» **PROBLEM STATEMENT**
Below are the records; retype each one exactly.

* * * *

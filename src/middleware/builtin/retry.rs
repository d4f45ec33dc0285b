use crate::config::dynamic::Retry;
use crate::proxy::{replay_request, BoxFuture, BoxHandler, Handler, HandlerResult, HttpBody, ProxyError};
use http_body_util::BodyExt;
use hyper::http::request::Parts;
use hyper::Request;
use std::sync::Arc;
use std::time::Duration;
use tracing::debug;

const MAX_INTERVAL: Duration = Duration::from_secs(30);

/// Observer notified before every new attempt.
pub trait RetryListener: Send + Sync {
    fn retried(&self, req: &Parts, attempt: u32);
}

/// Re-sends a request when the round trip fails before any response was
/// produced. Application-level error statuses are returned as is.
pub struct RetryMiddleware {
    attempts: u32,
    initial_interval: Duration,
    listeners: Vec<Arc<dyn RetryListener>>,
    next: BoxHandler,
}

impl RetryMiddleware {
    /// `server_count` is the attempt budget used when none is configured.
    pub fn new(config: &Retry, server_count: usize, next: BoxHandler) -> Self {
        let attempts = if config.attempts > 0 {
            config.attempts
        } else {
            u32::try_from(server_count).unwrap_or(u32::MAX)
        };
        Self {
            attempts: attempts.max(1),
            initial_interval: config.initial_interval.as_std(),
            listeners: Vec::new(),
            next,
        }
    }

    pub fn with_listener(mut self, listener: Arc<dyn RetryListener>) -> Self {
        self.listeners.push(listener);
        self
    }

    #[inline]
    pub fn max_attempts(&self) -> u32 {
        self.attempts
    }

    /// Wait before attempt `attempt` (1-indexed): nothing before the first,
    /// then the initial interval doubling each time.
    pub fn delay_for_attempt(&self, attempt: u32) -> Duration {
        if attempt <= 1 || self.initial_interval.is_zero() {
            return Duration::ZERO;
        }
        let factor = 2u32.saturating_pow(attempt - 2);
        self.initial_interval.saturating_mul(factor).min(MAX_INTERVAL)
    }

    async fn serve_with_retries(&self, req: Request<HttpBody>) -> HandlerResult {
        if self.attempts == 1 {
            return self.next.serve(req).await;
        }

        let (parts, body) = req.into_parts();
        let body = body
            .collect()
            .await
            .map_err(|e| ProxyError::RequestBody(Box::new(e)))?
            .to_bytes();

        let mut attempt = 1;
        loop {
            let result = self.next.serve(replay_request(&parts, body.clone())).await;
            match result {
                Err(e) if e.is_network_error() && attempt < self.attempts => {
                    attempt += 1;
                    debug!("New attempt {} for request {} {}: {}", attempt, parts.method, parts.uri, e);
                    for listener in &self.listeners {
                        listener.retried(&parts, attempt);
                    }
                    let delay = self.delay_for_attempt(attempt);
                    if !delay.is_zero() {
                        tokio::time::sleep(delay).await;
                    }
                }
                result => return result,
            }
        }
    }
}

impl Handler for RetryMiddleware {
    fn serve(&self, req: Request<HttpBody>) -> BoxFuture<'_, HandlerResult> {
        Box::pin(self.serve_with_retries(req))
    }
}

* * * *

» **WRITTEN RESPONSE**
filename src/middleware/builtin/retry.rs
repository d4f45ec33dc0285b
use crate::config::dynamic::Retry;
use crate::proxy::{replay_request, BoxFuture, BoxHandler, Handler, HandlerResult, HttpBody, ProxyError};
use http_body_util::BodyExt;
use hyper::http::request::Parts;
use hyper::Request;
use std::sync::Arc;
use std::time::Duration;
use tracing::debug;

const MAX_INTERVAL: Duration = Duration::from_secs(30);

/// Observer notified before every new attempt.
pub trait RetryListener: Send + Sync {
    fn retried(&self, req: &Parts, attempt: u32);
}

/// Re-sends a request when the round trip fails before any response was
/// produced. Application-level error statuses are returned as is.
pub struct RetryMiddleware {
    attempts: u32,
    initial_interval: Duration,
    listeners: Vec<Arc<dyn RetryListener>>,
    next: BoxHandler,
}

impl RetryMiddleware {
    /// `server_count` is the attempt budget used when none is configured.
    pub fn new(config: &Retry, server_count: usize, next: BoxHandler) -> Self {
        let attempts = if config.attempts > 0 {
            config.attempts
        } else {
            u32::try_from(server_count).unwrap_or(u32::MAX)
        };
        Self {
            attempts: attempts.max(1),
            initial_interval: config.initial_interval.as_std(),
            listeners: Vec::new(),
            next,
        }
    }

    pub fn with_listener(mut self, listener: Arc<dyn RetryListener>) -> Self {
        self.listeners.push(listener);
        self
    }

    #[inline]
    pub fn max_attempts(&self) -> u32 {
        self.attempts
    }

    /// Wait before attempt `attempt` (1-indexed): nothing before the first,
    /// then the initial interval doubling each time.
    pub fn delay_for_attempt(&self, attempt: u32) -> Duration {
        if attempt <= 1 || self.initial_interval.is_zero() {
            return Duration::ZERO;
        }
        let factor = 2u32.saturating_pow(attempt - 2);
        self.initial_interval.saturating_mul(factor).min(MAX_INTERVAL)
    }

    async fn serve_with_retries(&self, req: Request<HttpBody>) -> HandlerResult {
        if self.attempts == 1 {
            return self.next.serve(req).await;
        }

        let (parts, body) = req.into_parts();
        let body = body
            .collect()
            .await
            .map_err(|e| ProxyError::RequestBody(Box::new(e)))?
            .to_bytes();

        let mut attempt = 1;
        loop {
            let result = self.next.serve(replay_request(&parts, body.clone())).await;
            match result {
                Err(e) if e.is_network_error() && attempt < self.attempts => {
                    attempt += 1;
                    debug!("New attempt {} for request {} {}: {}", attempt, parts.method, parts.uri, e);
                    for listener in &self.listeners {
                        listener.retried(&parts, attempt);
                    }
                    let delay = self.delay_for_attempt(attempt);
                    if !delay.is_zero() {
                        tokio::time::sleep(delay).await;
                    }
                }
                result => return result,
            }
        }
    }
}

impl Handler for RetryMiddleware {
    fn serve(&self, req: Request<HttpBody>) -> BoxFuture<'_, HandlerResult> {
        Box::pin(self.serve_with_retries(req))
    }
}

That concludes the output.